Data:

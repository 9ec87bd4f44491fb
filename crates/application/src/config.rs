//! Monitor configuration.
//!
//! Loaded from `<config_dir>/perfmon/config.json`. Every field is optional;
//! a missing file means defaults.

use crate::constants::{
    CONFIG_DIR_NAME, CONFIG_FILE_NAME, DEFAULT_SAMPLE_INTERVAL_MS, MIN_SAMPLE_INTERVAL,
    SAMPLE_INTERVAL_ENV,
};
use crate::error::ConfigError;
use perfmon_platform::{ChannelConfig, Platform};
use perfmon_settings::ColorScheme;
use serde::{Deserialize, Serialize};
use std::path::{Path, PathBuf};
use std::time::Duration;

#[derive(Debug, Clone, PartialEq, Serialize, Deserialize)]
#[serde(default)]
pub struct MonitorConfig {
    pub sample_interval_ms: u64,
    pub platform: Platform,
    /// System color scheme at startup; seeds `isDarkMode`.
    pub color_scheme: ColorScheme,
    pub notification_channel: ChannelConfig,
}

impl Default for MonitorConfig {
    fn default() -> Self {
        Self {
            sample_interval_ms: DEFAULT_SAMPLE_INTERVAL_MS,
            platform: Platform::default(),
            color_scheme: ColorScheme::default(),
            notification_channel: ChannelConfig::default(),
        }
    }
}

/// Default config file location.
///
/// Platform-specific paths:
/// - Linux: ~/.config/perfmon/config.json
/// - macOS: ~/Library/Application Support/perfmon/config.json
/// - Windows: %APPDATA%/perfmon/config.json
pub fn default_config_path() -> Option<PathBuf> {
    dirs::config_dir().map(|dir| dir.join(CONFIG_DIR_NAME).join(CONFIG_FILE_NAME))
}

impl MonitorConfig {
    pub fn sample_interval(&self) -> Duration {
        Duration::from_millis(self.sample_interval_ms)
    }

    /// Read and validate a config file. The file must exist.
    pub fn load(path: &Path) -> Result<Self, ConfigError> {
        let raw = std::fs::read_to_string(path).map_err(|source| ConfigError::Read {
            path: path.to_path_buf(),
            source,
        })?;
        let config: Self = serde_json::from_str(&raw).map_err(|source| ConfigError::Parse {
            path: path.to_path_buf(),
            source,
        })?;
        config.validate()?;
        tracing::debug!(path = %path.display(), "loaded config");
        Ok(config)
    }

    /// Like [`load`](Self::load), but a missing file yields defaults.
    pub fn load_or_default(path: &Path) -> Result<Self, ConfigError> {
        if !path.exists() {
            tracing::debug!(path = %path.display(), "no config file, using defaults");
            return Ok(Self::default());
        }
        Self::load(path)
    }

    /// Load from the default location and apply environment overrides.
    pub fn load_default() -> Result<Self, ConfigError> {
        let mut config = match default_config_path() {
            Some(path) => Self::load_or_default(&path)?,
            None => {
                tracing::warn!("no platform config directory, using defaults");
                Self::default()
            }
        };
        if let Ok(raw) = std::env::var(SAMPLE_INTERVAL_ENV) {
            config.apply_interval_override(&raw)?;
        }
        Ok(config)
    }

    /// Apply a `PERFMON_SAMPLE_INTERVAL_MS`-style override.
    pub fn apply_interval_override(&mut self, raw: &str) -> Result<(), ConfigError> {
        let ms: u64 = raw.trim().parse().map_err(|_| ConfigError::InvalidEnv {
            name: SAMPLE_INTERVAL_ENV,
            value: raw.to_string(),
        })?;
        let previous = self.sample_interval_ms;
        self.sample_interval_ms = ms;
        if let Err(e) = self.validate() {
            self.sample_interval_ms = previous;
            return Err(e);
        }
        tracing::info!(interval_ms = ms, "sample interval overridden from environment");
        Ok(())
    }

    fn validate(&self) -> Result<(), ConfigError> {
        let min = MIN_SAMPLE_INTERVAL.as_millis() as u64;
        if self.sample_interval_ms < min {
            return Err(ConfigError::IntervalTooShort(self.sample_interval_ms, min));
        }
        Ok(())
    }
}
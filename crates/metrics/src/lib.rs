//! Metrics sampling for the performance overlay.
//!
//! The sampler drives a [`MetricsSource`] on a fixed interval and publishes
//! clamped [`MetricSnapshot`]s to subscribers. It knows nothing about which
//! metrics are displayed; filtering is up to the consumer.
//!
//! # Example
//!
//! ```ignore
//! use perfmon_metrics::{FixedSource, MetricReading, MetricSnapshot, MetricsSampler};
//! use std::sync::Arc;
//! use std::time::Duration;
//!
//! let sampler = MetricsSampler::new(Arc::new(FixedSource::new(MetricReading::default())));
//! sampler.subscribe(Arc::new(|snapshot: &MetricSnapshot| println!("fps={}", snapshot.fps())));
//!
//! let handle = sampler.start(Duration::from_millis(1000))?;
//! // ...
//! handle.cancel();
//! ```

mod error;
mod sampler;
mod snapshot;
mod source;

pub use error::MetricsError;
pub use sampler::{MetricsCallback, MetricsSampler, SamplerHandle, SubscriptionId, DEFAULT_SAMPLE_INTERVAL};
pub use snapshot::{MetricBounds, MetricKind, MetricReading, MetricSnapshot};
pub use source::{
    CompositeSource, FixedSource, MetricProbe, MetricsSource, MetricsSourceRef, ScriptedSource,
    DEFAULT_PROBE_TIMEOUT,
};
//! Notification payloads.

use perfmon_platform::NotificationRequest;
use serde_json::json;

/// `type` tag carried by the game-mode notification payload.
pub const GAME_MODE_NOTIFICATION_TYPE: &str = "gameMode";

/// The notification shown when game mode is switched on.
///
/// Delivered immediately; each call gets a fresh id.
pub fn game_mode_alert() -> NotificationRequest {
    NotificationRequest::immediate(
        uuid::Uuid::new_v4().to_string(),
        "Performance Monitor Active",
        "Monitoring game performance...",
        json!({ "type": GAME_MODE_NOTIFICATION_TYPE }),
    )
}
//! Host platform descriptor.

use serde::{Deserialize, Serialize};

/// First Android API level (6.0) where drawing over other apps needs a
/// runtime grant instead of an install-time manifest permission.
pub const OVERLAY_RUNTIME_GRANT_API_LEVEL: u32 = 23;

/// Operating system family.
#[derive(Debug, Clone, Copy, PartialEq, Eq, Hash, Serialize, Deserialize, Default)]
#[serde(rename_all = "lowercase")]
pub enum Os {
    Android,
    Ios,
    #[default]
    Other,
}

impl Os {
    pub fn label(&self) -> &'static str {
        match self {
            Os::Android => "android",
            Os::Ios => "ios",
            Os::Other => "other",
        }
    }
}

impl std::fmt::Display for Os {
    fn fmt(&self, f: &mut std::fmt::Formatter<'_>) -> std::fmt::Result {
        write!(f, "{}", self.label())
    }
}

/// The platform the coordinator is running on.
#[derive(Debug, Clone, Copy, PartialEq, Eq, Serialize, Deserialize, Default)]
pub struct Platform {
    pub os: Os,
    /// OS API level (Android SDK int). Zero when unknown or not applicable.
    #[serde(default)]
    pub api_level: u32,
}

impl Platform {
    pub fn android(api_level: u32) -> Self {
        Self {
            os: Os::Android,
            api_level,
        }
    }

    pub fn ios() -> Self {
        Self {
            os: Os::Ios,
            api_level: 0,
        }
    }

    pub fn other() -> Self {
        Self::default()
    }

    pub fn is_android(&self) -> bool {
        self.os == Os::Android
    }

    /// Whether the overlay permission has to be requested at runtime.
    ///
    /// Older Android releases grant it at install time from the manifest.
    pub fn requires_runtime_overlay_grant(&self) -> bool {
        self.is_android() && self.api_level >= OVERLAY_RUNTIME_GRANT_API_LEVEL
    }

    /// Whether notification channels exist on this platform.
    pub fn supports_notification_channels(&self) -> bool {
        self.is_android()
    }
}

impl std::fmt::Display for Platform {
    fn fmt(&self, f: &mut std::fmt::Formatter<'_>) -> std::fmt::Result {
        if self.api_level > 0 {
            write!(f, "{} (api {})", self.os, self.api_level)
        } else {
            write!(f, "{}", self.os)
        }
    }
}
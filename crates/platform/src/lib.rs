//! Native collaborator contracts for perfmon.
//!
//! Everything the coordination layer consumes from the host OS lives behind
//! the traits in this crate:
//!
//! ```text
//! ┌──────────────────────────────────────────────────────────────┐
//! │  provider.rs     - OverlayManager, PerformanceMonitorModule,  │
//! │                    SystemSettings, NotificationService        │
//! │  notification.rs - channel config + notification request DTOs │
//! │  host.rs         - Platform descriptor (OS + API level)       │
//! └──────────────────────────────────────────────────────────────┘
//!                               │
//!                               ▼
//! ┌──────────────────────────────────────────────────────────────┐
//! │  null.rs - inert implementation for tests / unsupported hosts │
//! └──────────────────────────────────────────────────────────────┘
//! ```
//!
//! The traits only describe return values and side effects; how a host
//! draws the overlay or schedules a notification is not our concern.

mod error;
mod host;
mod notification;
mod null;
mod provider;

pub use error::NativeError;
pub use host::{Os, Platform, OVERLAY_RUNTIME_GRANT_API_LEVEL};
pub use notification::{ChannelConfig, Importance, NotificationRequest};
pub use null::NullPlatform;
pub use provider::{
    NotificationService, NotificationServiceRef, OverlayManager, OverlayManagerRef,
    PerformanceMonitorModule, PerformanceMonitorModuleRef, SystemSettings, SystemSettingsRef,
};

What is expected:
Note every line in the material with "Result" and copy it.

Output for this task:
    pub fn load(path: &Path) -> Result<Self, ConfigError> {
    pub fn load_or_default(path: &Path) -> Result<Self, ConfigError> {
    pub fn load_default() -> Result<Self, ConfigError> {
    pub fn apply_interval_override(&mut self, raw: &str) -> Result<(), ConfigError> {
    fn validate(&self) -> Result<(), ConfigError> {
    fn fmt(&self, f: &mut std::fmt::Formatter<'_>) -> std::fmt::Result {
    fn fmt(&self, f: &mut std::fmt::Formatter<'_>) -> std::fmt::Result {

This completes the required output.